也可以說,追求精神獨立的人多了,人與人的差異化非常明顯。還絲毫不會遷就。

網絡化:毒雞湯,害人不淺。
「善良,不露出獠牙來,你就是軟弱。」
「但凡隨禮給你的人,都是來害你的人。」
「多年不聯繫的人,忽然聯繫你,要小心了。」
「親戚就是親戚,還不如外人。」
進入智能時代,每個人都可以發表高見,說自己的遭遇。於是,親戚被貶到一無是處,朋友都是趨炎附勢,同事都在勾心鬥角,路人都可能是騙子,老人跌倒了,也要訛詐你......
醜陋的事情看多了,美好的事情,都站不住腳,都被懷疑是「披著羊皮的狼」。
網絡,把一些原本糊塗的事情,徹底透明了。人際關係,看透了,就不好玩了,沒有意義。
網絡,還把一些極端的例子,作為範本,讓你對社交是很恐懼的。
人人都是「防人之心不可無」,相處的時候,就如同一群刺蝟。
其實很多的言行舉止,都是過度的解讀。一些例子,都是個例,到了網絡上,被放大了。
就是夫妻在一起,都說:「半路夫妻是賊,原配夫妻要留一手。」這不是害人嗎?
在社交中,還發現,一批人都不抬頭,就看手機,交流變得非常尷尬,謹慎。還是不在一起,更舒服。
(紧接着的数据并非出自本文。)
//! Splitting money into parts that sum exactly to the original.
//!
//! Both algorithms work on minor units, so the sum of the parts' minor units
//! always equals the source's minor units (no cents lost or gained).
//!
//! Where the rounding remainder goes is fixed:
//! - Even split: the first `remainder` parts each get one extra unit
//! - Proportional split: the last part absorbs the whole residual

use tracing::{debug, warn};

use coinage_shared::{Currency, MoneyError, MoneyResult};

use super::Money;
use super::rounding::{round_half_even, truncated_ratio};

impl<C: Currency> Money<C> {
    /// Splits this amount into `parts` near-equal parts.
    ///
    /// Returns an empty vector when `parts <= 0`.
    ///
    /// # Example
    ///
    /// ```
    /// use rust_decimal_macros::dec;
    /// use coinage_core::{Money, Usd};
    ///
    /// // 10.00 / 6 = [1.67, 1.67, 1.67, 1.67, 1.66, 1.66]
    /// let parts = Money::<Usd>::new(dec!(10)).distributed_evenly(6).unwrap();
    /// assert_eq!(parts[0], Money::new(dec!(1.67)));
    /// assert_eq!(parts[5], Money::new(dec!(1.66)));
    /// assert_eq!(parts.iter().sum::<Money<Usd>>(), Money::new(dec!(10)));
    /// ```
    ///
    /// # Errors
    ///
    /// Returns `MoneyError::Overflow` if the amount does not fit 64-bit
    /// minor units.
    pub fn distributed_evenly(&self, parts: i64) -> MoneyResult<Vec<Self>> {
        if parts <= 0 {
            return Ok(Vec::new());
        }

        let total = self.to_minor_units()?;
        let quotient = total / parts;
        let remainder = (total % parts).unsigned_abs();
        let bump = total.signum();

        let count = usize::try_from(parts).map_err(|_| MoneyError::overflow("distributed_evenly"))?;
        let extra_count =
            usize::try_from(remainder).map_err(|_| MoneyError::overflow("distributed_evenly"))?;

        debug!(
            currency = C::CODE,
            total, parts, quotient, extra_count, "Distributing evenly"
        );

        // First `extra_count` parts get one more unit, in the direction of the sign
        Ok((0..count)
            .map(|i| {
                if i < extra_count {
                    Self::from_minor_units(quotient + bump)
                } else {
                    Self::from_minor_units(quotient)
                }
            })
            .collect())
    }

    /// Splits this amount in proportion to `weights`.
    ///
    /// Each weight contributes its minor units to the ratio. Every part but
    /// the last is rounded half-to-even; the last part takes whatever is left
    /// so the total is exact. A zero amount yields one zero part per weight.
    ///
    /// # Example
    ///
    /// ```
    /// use rust_decimal_macros::dec;
    /// use coinage_core::{Money, Usd};
    ///
    /// let total = Money::<Usd>::new(dec!(10));
    /// let weights = [Money::new(dec!(2)), Money::new(dec!(5))];
    /// let parts = total.distributed_proportionally(&weights).unwrap();
    /// assert_eq!(parts, vec![Money::new(dec!(2.86)), Money::new(dec!(7.14))]);
    /// ```
    ///
    /// # Errors
    ///
    /// - `MoneyError::DegenerateWeights` if two or more weights sum to zero
    ///   while the amount is non-zero
    /// - `MoneyError::Overflow` if any minor-unit figure leaves the `i64` range
    pub fn distributed_proportionally(&self, weights: &[Self]) -> MoneyResult<Vec<Self>> {
        let Some((_, leading)) = weights.split_last() else {
            return Ok(Vec::new());
        };

        let desired_total = self.to_minor_units()?;
        if desired_total == 0 {
            return Ok(vec![Self::zero(); weights.len()]);
        }

        let weight_units = weights
            .iter()
            .map(Self::to_minor_units)
            .collect::<MoneyResult<Vec<_>>>()?;
        let original_total = weight_units.iter().try_fold(0_i64, |acc, units| {
            acc.checked_add(*units)
                .ok_or(MoneyError::overflow("distributed_proportionally"))
        })?;

        if original_total == 0 && !leading.is_empty() {
            warn!(
                currency = C::CODE,
                parts = weights.len(),
                "Rejecting distribution over weights summing to zero"
            );
            return Err(MoneyError::DegenerateWeights {
                parts: weights.len(),
            });
        }

        let mut parts = Vec::with_capacity(weights.len());
        let mut accumulated = 0_i64;

        for units in &weight_units[..leading.len()] {
            let proportion = truncated_ratio(*units, original_total)?;
            let share = self
                .amount
                .checked_mul(proportion)
                .ok_or(MoneyError::overflow("distributed_proportionally"))?;
            let part = Self::new(round_half_even(share, C::MINOR_UNIT_EXPONENT));

            accumulated = accumulated
                .checked_add(part.to_minor_units()?)
                .ok_or(MoneyError::overflow("distributed_proportionally"))?;
            parts.push(part);
        }

        // Last part absorbs the residual
        let residual = desired_total
            .checked_sub(accumulated)
            .ok_or(MoneyError::overflow("distributed_proportionally"))?;
        parts.push(Self::from_minor_units(residual));

        debug!(
            currency = C::CODE,
            desired_total,
            original_total,
            residual,
            parts = parts.len(),
            "Distributed proportionally"
        );

        Ok(parts)
    }
}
關於人與人不好相處的現象,我們只能是改變可以改變的,適應無法改變的。
親人之間,還是要改變,放下利益,去談人情,吃虧是福。
外人交往,你就不必去改變了,大家都現實,你也現實,避免吃虧。一些社交,不要也罷。非要社交,就談利益,維護自己的利益。
適應當今社會,就縮小社交圈,一家人好相處,三五朋友相處,就夠了。
到一定的年紀,你要習慣一個人走路,一個人吃飯睡覺,無憂無慮。